◆ DESCRIPTION OF THE TASK: Make an exact transcription of the data below.

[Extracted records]

┄┄┄┄┄┄

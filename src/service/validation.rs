//! Request validation against per-field rules. Every rule is checked; all violations are reported together.

use crate::error::AppError;
use crate::model::{Record, ValidationRule};
use regex::Regex;
use serde::Serialize;
use serde_json::{Map, Value};
use std::fmt;

#[derive(Clone, Debug, PartialEq, Serialize)]
#[serde(tag = "constraint", content = "limit", rename_all = "snake_case")]
pub enum Constraint {
    Required,
    MinLength(usize),
    MaxLength(usize),
    Pattern(String),
    Minimum(f64),
    Maximum(f64),
}

#[derive(Clone, Debug, PartialEq, Serialize)]
pub struct Violation {
    pub field: String,
    #[serde(flatten)]
    pub constraint: Constraint,
}

impl Violation {
    fn new(field: &str, constraint: Constraint) -> Self {
        Violation {
            field: field.to_string(),
            constraint,
        }
    }
}

impl fmt::Display for Violation {
    fn fmt(&self, f: &mut fmt::Formatter<'_>) -> fmt::Result {
        match &self.constraint {
            Constraint::Required => write!(f, "{} is required", self.field),
            Constraint::MinLength(n) => write!(f, "{} must be at least {} characters", self.field, n),
            Constraint::MaxLength(n) => write!(f, "{} must be at most {} characters", self.field, n),
            Constraint::Pattern(p) => write!(f, "{} does not match {}", self.field, p),
            Constraint::Minimum(n) => write!(f, "{} must be at least {}", self.field, n),
            Constraint::Maximum(n) => write!(f, "{} must be at most {}", self.field, n),
        }
    }
}

pub struct RequestValidator;

impl RequestValidator {
    /// Validate body against per-field rules. Required fields must be present and non-null.
    pub fn validate(body: &Map<String, Value>, rules: &[(&str, ValidationRule)]) -> Result<(), AppError> {
        let mut violations = Vec::new();
        for (field, rule) in rules {
            match body.get(*field) {
                None | Some(Value::Null) => {
                    if rule.required {
                        violations.push(Violation::new(field, Constraint::Required));
                    }
                }
                Some(v) => check_field(field, v, rule, &mut violations)?,
            }
        }
        finish(violations)
    }

    /// Validate only the fields present in body (for updates). Missing fields are not required.
    pub fn validate_partial(body: &Map<String, Value>, rules: &[(&str, ValidationRule)]) -> Result<(), AppError> {
        let mut violations = Vec::new();
        for (field, rule) in rules {
            match body.get(*field) {
                None => {}
                Some(Value::Null) if rule.required => violations.push(Violation::new(field, Constraint::Required)),
                Some(v) => check_field(field, v, rule, &mut violations)?,
            }
        }
        finish(violations)
    }

    pub fn validate_record<R: Record>(record: &R) -> Result<(), AppError> {
        match serde_json::to_value(record)? {
            Value::Object(body) => Self::validate(&body, R::schema().validation),
            _ => Err(AppError::Decode("record must serialize to an object".into())),
        }
    }
}

fn finish(violations: Vec<Violation>) -> Result<(), AppError> {
    if violations.is_empty() {
        Ok(())
    } else {
        Err(AppError::ValidationFailed(violations))
    }
}

fn check_field(field: &str, v: &Value, rule: &ValidationRule, out: &mut Vec<Violation>) -> Result<(), AppError> {
    if let Some(s) = v.as_str() {
        let len = s.chars().count();
        if let Some(min) = rule.min_length {
            if len < min {
                out.push(Violation::new(field, Constraint::MinLength(min)));
            }
        }
        if let Some(max) = rule.max_length {
            if len > max {
                out.push(Violation::new(field, Constraint::MaxLength(max)));
            }
        }
        if let Some(pattern) = rule.pattern {
            let re = Regex::new(pattern).map_err(|_| AppError::BadRequest(format!("invalid pattern for {}", field)))?;
            if !re.is_match(s) {
                out.push(Violation::new(field, Constraint::Pattern(pattern.to_string())));
            }
        }
    }
    if let Some(n) = v.as_f64() {
        if let Some(min) = rule.minimum {
            if n < min {
                out.push(Violation::new(field, Constraint::Minimum(min)));
            }
        }
        if let Some(max) = rule.maximum {
            if n > max {
                out.push(Violation::new(field, Constraint::Maximum(max)));
            }
        }
    }
    Ok(())
}

#[cfg(test)]
mod tests {
    use super::*;
    use crate::model::{Galaxy, NAME_RULE};
    use serde_json::json;

    fn body(v: Value) -> Map<String, Value> {
        v.as_object().cloned().unwrap_or_default()
    }

    fn violations(r: Result<(), AppError>) -> Vec<Violation> {
        match r {
            Err(AppError::ValidationFailed(v)) => v,
            other => panic!("expected validation failure, got {:?}", other),
        }
    }

    #[test]
    fn name_of_two_characters_fails_length() {
        let r = RequestValidator::validate(&body(json!({"name": "ab"})), &[("name", NAME_RULE)]);
        assert_eq!(violations(r), vec![Violation::new("name", Constraint::MinLength(3))]);
    }

    #[test]
    fn name_of_three_characters_passes() {
        assert!(RequestValidator::validate(&body(json!({"name": "abc"})), &[("name", NAME_RULE)]).is_ok());
    }

    #[test]
    fn length_counts_characters_not_bytes() {
        assert!(RequestValidator::validate(&body(json!({"name": "별빛별"})), &[("name", NAME_RULE)]).is_ok());
    }

    #[test]
    fn missing_required_field_is_reported_not_defaulted() {
        let r = RequestValidator::validate(&body(json!({"age": 3})), &[("name", NAME_RULE)]);
        assert_eq!(violations(r), vec![Violation::new("name", Constraint::Required)]);
        let r = RequestValidator::validate(&body(json!({"name": null})), &[("name", NAME_RULE)]);
        assert_eq!(violations(r), vec![Violation::new("name", Constraint::Required)]);
    }

    #[test]
    fn every_violation_is_listed() {
        let rules = [
            ("name", NAME_RULE),
            ("code", ValidationRule::new().pattern("^[A-Z]+$").max_length(4)),
            ("age", ValidationRule::new().minimum(0.0)),
        ];
        let r = RequestValidator::validate(&body(json!({"name": "x", "code": "abcde", "age": -1})), &rules);
        let v = violations(r);
        assert_eq!(v.len(), 4);
        assert!(v.contains(&Violation::new("code", Constraint::MaxLength(4))));
        assert!(v.contains(&Violation::new("code", Constraint::Pattern("^[A-Z]+$".into()))));
        assert!(v.contains(&Violation::new("age", Constraint::Minimum(0.0))));
    }

    #[test]
    fn partial_ignores_absent_fields() {
        assert!(RequestValidator::validate_partial(&body(json!({"age": 4})), &[("name", NAME_RULE)]).is_ok());
        assert!(RequestValidator::validate_partial(&body(json!({"name": "no"})), &[("name", NAME_RULE)]).is_err());
    }

    #[test]
    fn records_validate_against_their_schema() {
        assert!(RequestValidator::validate_record(&Galaxy::new("Andromeda")).is_ok());
        assert!(RequestValidator::validate_record(&Galaxy::new("M3")).is_err());
    }

    #[test]
    fn violations_serialize_with_constraint_tag() {
        let v = Violation::new("name", Constraint::MinLength(3));
        assert_eq!(
            serde_json::to_value(&v).unwrap(),
            json!({"field": "name", "constraint": "min_length", "limit": 3})
        );
    }
}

┄┄┄┄┄┄

◆ ANSWER AREA:
filename src/service/validation.rs
//! Request validation against per-field rules. Every rule is checked; all violations are reported together.

use crate::error::AppError;
use crate::model::{Record, ValidationRule};
use regex::Regex;
use serde::Serialize;
use serde_json::{Map, Value};
use std::fmt;

#[derive(Clone, Debug, PartialEq, Serialize)]
#[serde(tag = "constraint", content = "limit", rename_all = "snake_case")]
pub enum Constraint {
    Required,
    MinLength(usize),
    MaxLength(usize),
    Pattern(String),
    Minimum(f64),
    Maximum(f64),
}

#[derive(Clone, Debug, PartialEq, Serialize)]
pub struct Violation {
    pub field: String,
    #[serde(flatten)]
    pub constraint: Constraint,
}

impl Violation {
    fn new(field: &str, constraint: Constraint) -> Self {
        Violation {
            field: field.to_string(),
            constraint,
        }
    }
}

impl fmt::Display for Violation {
    fn fmt(&self, f: &mut fmt::Formatter<'_>) -> fmt::Result {
        match &self.constraint {
            Constraint::Required => write!(f, "{} is required", self.field),
            Constraint::MinLength(n) => write!(f, "{} must be at least {} characters", self.field, n),
            Constraint::MaxLength(n) => write!(f, "{} must be at most {} characters", self.field, n),
            Constraint::Pattern(p) => write!(f, "{} does not match {}", self.field, p),
            Constraint::Minimum(n) => write!(f, "{} must be at least {}", self.field, n),
            Constraint::Maximum(n) => write!(f, "{} must be at most {}", self.field, n),
        }
    }
}

pub struct RequestValidator;

impl RequestValidator {
    /// Validate body against per-field rules. Required fields must be present and non-null.
    pub fn validate(body: &Map<String, Value>, rules: &[(&str, ValidationRule)]) -> Result<(), AppError> {
        let mut violations = Vec::new();
        for (field, rule) in rules {
            match body.get(*field) {
                None | Some(Value::Null) => {
                    if rule.required {
                        violations.push(Violation::new(field, Constraint::Required));
                    }
                }
                Some(v) => check_field(field, v, rule, &mut violations)?,
            }
        }
        finish(violations)
    }

    /// Validate only the fields present in body (for updates). Missing fields are not required.
    pub fn validate_partial(body: &Map<String, Value>, rules: &[(&str, ValidationRule)]) -> Result<(), AppError> {
        let mut violations = Vec::new();
        for (field, rule) in rules {
            match body.get(*field) {
                None => {}
                Some(Value::Null) if rule.required => violations.push(Violation::new(field, Constraint::Required)),
                Some(v) => check_field(field, v, rule, &mut violations)?,
            }
        }
        finish(violations)
    }

    pub fn validate_record<R: Record>(record: &R) -> Result<(), AppError> {
        match serde_json::to_value(record)? {
            Value::Object(body) => Self::validate(&body, R::schema().validation),
            _ => Err(AppError::Decode("record must serialize to an object".into())),
        }
    }
}

fn finish(violations: Vec<Violation>) -> Result<(), AppError> {
    if violations.is_empty() {
        Ok(())
    } else {
        Err(AppError::ValidationFailed(violations))
    }
}

fn check_field(field: &str, v: &Value, rule: &ValidationRule, out: &mut Vec<Violation>) -> Result<(), AppError> {
    if let Some(s) = v.as_str() {
        let len = s.chars().count();
        if let Some(min) = rule.min_length {
            if len < min {
                out.push(Violation::new(field, Constraint::MinLength(min)));
            }
        }
        if let Some(max) = rule.max_length {
            if len > max {
                out.push(Violation::new(field, Constraint::MaxLength(max)));
            }
        }
        if let Some(pattern) = rule.pattern {
            let re = Regex::new(pattern).map_err(|_| AppError::BadRequest(format!("invalid pattern for {}", field)))?;
            if !re.is_match(s) {
                out.push(Violation::new(field, Constraint::Pattern(pattern.to_string())));
            }
        }
    }
    if let Some(n) = v.as_f64() {
        if let Some(min) = rule.minimum {
            if n < min {
                out.push(Violation::new(field, Constraint::Minimum(min)));
            }
        }
        if let Some(max) = rule.maximum {
            if n > max {
                out.push(Violation::new(field, Constraint::Maximum(max)));
            }
        }
    }
    Ok(())
}

#[cfg(test)]
mod tests {
    use super::*;
    use crate::model::{Galaxy, NAME_RULE};
    use serde_json::json;

    fn body(v: Value) -> Map<String, Value> {
        v.as_object().cloned().unwrap_or_default()
    }

    fn violations(r: Result<(), AppError>) -> Vec<Violation> {
        match r {
            Err(AppError::ValidationFailed(v)) => v,
            other => panic!("expected validation failure, got {:?}", other),
        }
    }

    #[test]
    fn name_of_two_characters_fails_length() {
        let r = RequestValidator::validate(&body(json!({"name": "ab"})), &[("name", NAME_RULE)]);
        assert_eq!(violations(r), vec![Violation::new("name", Constraint::MinLength(3))]);
    }

    #[test]
    fn name_of_three_characters_passes() {
        assert!(RequestValidator::validate(&body(json!({"name": "abc"})), &[("name", NAME_RULE)]).is_ok());
    }

    #[test]
    fn length_counts_characters_not_bytes() {
        assert!(RequestValidator::validate(&body(json!({"name": "별빛별"})), &[("name", NAME_RULE)]).is_ok());
    }

    #[test]
    fn missing_required_field_is_reported_not_defaulted() {
        let r = RequestValidator::validate(&body(json!({"age": 3})), &[("name", NAME_RULE)]);
        assert_eq!(violations(r), vec![Violation::new("name", Constraint::Required)]);
        let r = RequestValidator::validate(&body(json!({"name": null})), &[("name", NAME_RULE)]);
        assert_eq!(violations(r), vec![Violation::new("name", Constraint::Required)]);
    }

    #[test]
    fn every_violation_is_listed() {
        let rules = [
            ("name", NAME_RULE),
            ("code", ValidationRule::new().pattern("^[A-Z]+$").max_length(4)),
            ("age", ValidationRule::new().minimum(0.0)),
        ];
        let r = RequestValidator::validate(&body(json!({"name": "x", "code": "abcde", "age": -1})), &rules);
        let v = violations(r);
        assert_eq!(v.len(), 4);
        assert!(v.contains(&Violation::new("code", Constraint::MaxLength(4))));
        assert!(v.contains(&Violation::new("code", Constraint::Pattern("^[A-Z]+$".into()))));
        assert!(v.contains(&Violation::new("age", Constraint::Minimum(0.0))));
    }

    #[test]
    fn partial_ignores_absent_fields() {
        assert!(RequestValidator::validate_partial(&body(json!({"age": 4})), &[("name", NAME_RULE)]).is_ok());
        assert!(RequestValidator::validate_partial(&body(json!({"name": "no"})), &[("name", NAME_RULE)]).is_err());
    }

    #[test]
    fn records_validate_against_their_schema() {
        assert!(RequestValidator::validate_record(&Galaxy::new("Andromeda")).is_ok());
        assert!(RequestValidator::validate_record(&Galaxy::new("M3")).is_err());
    }

    #[test]
    fn violations_serialize_with_constraint_tag() {
        let v = Violation::new("name", Constraint::MinLength(3));
        assert_eq!(
            serde_json::to_value(&v).unwrap(),
            json!({"field": "name", "constraint": "min_length", "limit": 3})
        );
    }
}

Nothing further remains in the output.